Monday, September 19, 2005

The road is harsh buth clear.

20,000 problems done at CTS.
That gives a satisfied feeling, I must say!

My rating is now averaging at 1520.
I'm quite confident that my rating will continue to grow in a somewhat linear way until. . .
Well maybe untill I manage to disturb those two Swiss guys at the top?
The reason is very simple. I'm starting to memorize problems and the amount of problems is finite.
To complicate matters, CTS has released about 2000 extra problems the past few weeks and they will release another 3000 coming weeks.
But that will not make an essential difference.

The main question is: will it transfer to a rating gain OTB?
To a certain degree it will.
I'll try to explain.
Last friday I watched two guys playing chess with each other.
One of them has a rating of 1320, the other has about 1520. Resp. 400 and 200 points below my rating.
I watched them very carefully and every now and then they made a move which was very good and which I hadn't foreseen. I realized that they both had stored different patterns in their mind than me. That's the reason why I always have to play careful when I play against them. Allthough I win almost everytime, they often succeed to surprise me.

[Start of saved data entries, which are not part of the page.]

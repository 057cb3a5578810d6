//! Integration Test: Sleep Prohibition
//!
//! **Policy**: The animation core MUST NOT sleep. Every timer compares clock
//! readings, and tick pacing belongs to the driver (the daemon's tokio
//! interval), so a replay harness can step time without waiting on it.
//!
//! **Exceptions**: Test code.

use architectural_enforcement::{assert_clean, find_violations};

/// Test that the core does not contain sleep() calls
#[test]
fn test_no_sleep_in_core() {
    let violations = find_violations("face/core/src", &["::sleep(", ".sleep(", "sleep_ms("]);
    assert_clean(
        &violations,
        "Sleep calls found in face-core; compare clock readings instead",
    );
}

/// The daemon paces ticks with an interval, never with sleep
#[test]
fn test_daemon_paces_with_interval() {
    let violations = find_violations("face/daemon/src", &["::sleep(", ".sleep("]);
    assert_clean(
        &violations,
        "Sleep calls found in face-daemon; use tokio::time::interval",
    );
}
//! Face Core - Sensor-Driven Animation for an LED Matrix Face
//!
//! This crate holds the animation logic for a 64x32 LED matrix face:
//! randomized eye blinks, wandering pupils, a mouth driven by microphone
//! loudness and tilt-triggered expressions. It never touches a driver; all
//! I/O goes through the traits in [`hardware`], so the same rig runs on the
//! panel, in the simulator daemon, or under scripted tests.
//!
//! # Architecture
//!
//! ```text
//! ┌──────────────────────────────────────────────────────────────────┐
//! │                         Hardware Seams                           │
//! │  ┌──────────────────┐  ┌──────────────────┐  ┌────────────────┐  │
//! │  │ AmplitudeSampler │  │  Accelerometer   │  │    Renderer    │  │
//! │  │   (mic ADC)      │  │     (tilt)       │  │  (LED matrix)  │  │
//! │  └────────┬─────────┘  └────────┬─────────┘  └───────▲────────┘  │
//! └───────────┼─────────────────────┼────────────────────┼───────────┘
//!             │ u16 samples         │ m/s²               │ LayerFrame
//! ┌───────────┼─────────────────────┼────────────────────┼───────────┐
//! │           ▼                     ▼         FACE RIG   │           │
//! │  ┌─────────────────┐  ┌──────────────────┐  ┌────────┴────────┐  │
//! │  │ MouthSyncFilter │  │ ExpressionState  │  │   Compositor    │  │
//! │  └────────┬────────┘  └────────┬─────────┘  └────────▲────────┘  │
//! │           │  ┌───────────────┐ │ ┌────────────────┐  │           │
//! │           │  │ BlinkState    │ │ │ EyeWanderState │  │           │
//! │           │  └───────┬───────┘ │ └───────┬────────┘  │           │
//! │           └──────────┴─────────┴─────────┴───────────┘           │
//! │                        AnimationState -> FaceOutputs             │
//! └──────────────────────────────────────────────────────────────────┘
//! ```
//!
//! # Key Types
//!
//! - [`FaceRig`]: Owns the animation state and runs one tick at a time
//! - [`AnimationState`]: The four state machines carried between ticks
//! - [`Compositor`]: Maps sprite selections to layer placements
//! - [`TickSchedule`]: Fixed-rate tick deadlines (35 Hz by default)
//! - [`FaceConfig`]: Resolved configuration from file, env and CLI
//!
//! # Module Overview
//!
//! - [`blink`]: Eyelid phase cycle on randomized timers
//! - [`clock`]: Monotonic and manual time sources, deadline checks
//! - [`compositor`]: Layer identities, placements and sprite geometry
//! - [`config`]: TOML configuration and atlas layout
//! - [`expression`]: Tilt-triggered poses and intensity decay
//! - [`hardware`]: Sensor and renderer traits
//! - [`mouth`]: Windowed peak-to-peak loudness to mouth level
//! - [`rig`]: The per-tick pipeline
//! - [`schedule`]: Tick cadence
//! - [`wander`]: Pupil darting and resting
//!
//! # No Async Runtime
//!
//! The core is synchronous and owns no threads or timers. Drivers decide
//! how ticks are paced; the daemon uses a tokio interval, tests step a
//! [`ManualClock`].

#![deny(missing_docs)]
#![deny(clippy::all)]
#![warn(clippy::pedantic)]
#![allow(clippy::module_name_repetitions)]

pub mod blink;
pub mod clock;
pub mod compositor;
pub mod config;
pub mod expression;
pub mod hardware;
pub mod mouth;
pub mod rig;
pub mod schedule;
pub mod wander;

// Timing exports
pub use clock::{deadline_passed, Clock, ManualClock, MonotonicClock};
pub use schedule::{TickSchedule, DEFAULT_RATE_HZ};

// State machine exports
pub use blink::{BlinkPhase, BlinkStateMachine};
pub use expression::{
    AccelAxis, ExpressionConfig, ExpressionStateMachine, Intensity, Pose, TiltReading,
};
pub use mouth::{MouthConfig, MouthLevel, MouthSyncFilter, SampleWindow};
pub use wander::EyeWanderStateMachine;

// Rendering exports
pub use compositor::{Compositor, FaceOutputs, LayerFrame, LayerId, LayerPlacement};
pub use rig::{AnimationState, FaceRig};

// Hardware exports
pub use hardware::{
    Acceleration, Accelerometer, AmplitudeSampler, HardwareError, Renderer, STANDARD_GRAVITY,
};

// Config exports
pub use config::{
    default_config_path, load_config, load_config_from_path, Anchor, AtlasConfig, ConfigError,
    ConfigOverrides, ConfigSource, FaceConfig, FaceToml, LayerSpec, Rgb,
};
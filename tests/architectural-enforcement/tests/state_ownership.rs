//! Integration Test: Explicit State Ownership
//!
//! **Policy**: All animation state lives in values owned by the rig and is
//! passed through each tick. No mutable globals, no thread-locals, no lazy
//! statics, and no async runtime inside the core.

use std::fs;

use architectural_enforcement::{assert_clean, find_violations, workspace_root};

#[test]
fn test_no_mutable_globals_in_core() {
    let violations = find_violations(
        "face/core/src",
        &[
            "static mut",
            "lazy_static!",
            "thread_local!",
            "OnceCell",
            "OnceLock",
            "LazyLock",
        ],
    );
    assert_clean(&violations, "Global state found in face-core");
}

#[test]
fn test_no_unwrap_in_core() {
    let violations = find_violations("face/core/src", &[".unwrap()", ".expect("]);
    assert_clean(
        &violations,
        "unwrap/expect found in face-core production code; propagate errors",
    );
}

#[test]
fn test_core_has_no_async_runtime() {
    let manifest = fs::read_to_string(workspace_root().join("face/core/Cargo.toml"))
        .unwrap_or_default();
    let dependencies = manifest
        .split("[dev-dependencies]")
        .next()
        .unwrap_or_default();

    for runtime in ["tokio", "async-std", "smol"] {
        assert!(
            !dependencies
                .lines()
                .any(|l| l.trim_start().starts_with(runtime)),
            "face-core must not depend on {runtime}"
        );
    }

    let violations = find_violations("face/core/src", &["async fn", ".await"]);
    assert_clean(&violations, "Async code found in face-core");
}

So everybody has his own database of stored patterns and there can be a vast difference in quality and quantity. The way your database is adapted to your usual opponents determines your rating.
I often have difficulty to "come into my own play". But when I manage to do so, it is as if my play is skyrocketed. It feels like slamming your opponent KO. This summer it happened in 4 of the 18 games. One of my opponents said that he wasn't thrown off the board so brutal in decades.
This means that my database is somewhat unusual. Which is not so strange, given my training.
In only ca. 20% of the cases my database pays off fully.

So the main question translates to: "how good is the CTS problemset?"
CTS hasn't given a straight answer yet to how they generate their problemset.
Thus we have to try to do some educated guesswork.
I assume the following (with -of course- reservations):
They use a database of games. Whether this is a database of human players or computers, I don't know.
Then they use the chess engine BetaX to filter positions automatically from this database.
Of course they use certain criteria for filtering.
Which ones, I don't know.

The positions I encounter at CTS look plausible.
That's to say, there is a possibility that you see these positions in a real game.
The fact that Frizz, a Swiss IM of about 2500, scores high when starting with CTS, proves that he has these positions allready stored in his database for a great part.
So you have to learn them anyway.
But the observation at my club shows that there must be a lot of patterns OUTSIDE the CTS problemset that has to be learned too.
For example endgames are not dealt with. But also some types of tactical shots I have seen on George Renko's CD's I haven't seen at CTS.
So for the moment the path is clear. Learn all problems of CTS a tempo.
And then? Well, maybe we should have a talk with those guys of CTS to adjust their criteria.
Or maybe we have to program something ourselves. There are enough free and excellent chess engines out there to make use of.

circle 0: 1470
circle 1: 1500
circle 2: 1520
circle 3: 20,000 /70,000
Highest rating 1567


  1. Are CTS problems only one move problems? Does it ask for answers that are a first move in a combination? I'd find out myself but don't allow myself being distracted until I finish my CT-art

  2. Tempo,

    Many of the CTS problems are straight out of other published works. I know this because I recognize many of them.

    And to be honest, many of their problems are not tactics at all - at least not in the usual sense of the term.

    Further, some of the tactical problems are just plain nutty. I've seen some problems that leave you in a weak position no matter what you do and you should clearly resign rather than play on.

  3. Tak,
    Most problems are 2 to 6 plies deep.
    Often only the first move is asked.
    Complexity: most players can do 60 - 100 problems per hour.
    Given enough time, a player of rating 1300 (OTB) can do most problems.
    The real problem lies in the fact that you have to answer within 3 seconds, otherwise you are punished. Ratingwise that is.

    You have to alter your critical attitude. Otherwise you will get problems in a world that is dominated by Microsoft products. Beware of your blood pressure!
    It is sad and incomprehensible that not everybody is like us. But you have to learn to ignore the shortcomings of the rest of the world.
    If I have 3 seconds to win a piece, I can't break my head about the wreckage of my pawnstructure.
    In a real game I will never trade a queen for two rooks. Simple because I'm often in time trouble, and it is far more difficult to handle two rooks properly than a single queen.
    But I have learned to ignore the fact that I have to solve such problems every now and then. I don't even notice it anymore.

  4. Memorizing positions: I think this is the wrong way, the issue is recognizing patterns in unknown positions.

    CTS generator: All problems are generated by an engine, at least this is what they say. By chance it may happen that a position of a famous game arises.

    Frizz: He has been quite a heavy user on CTS some days ago, and then he smashed a 2500 rated GM in 23 moves! So it seems that even IMs can take profit from CTS training.

    2 rooks: they equal 10 pawn units vs. 9.75 of a queen. So in most cases it is ok to give a Q for 2R.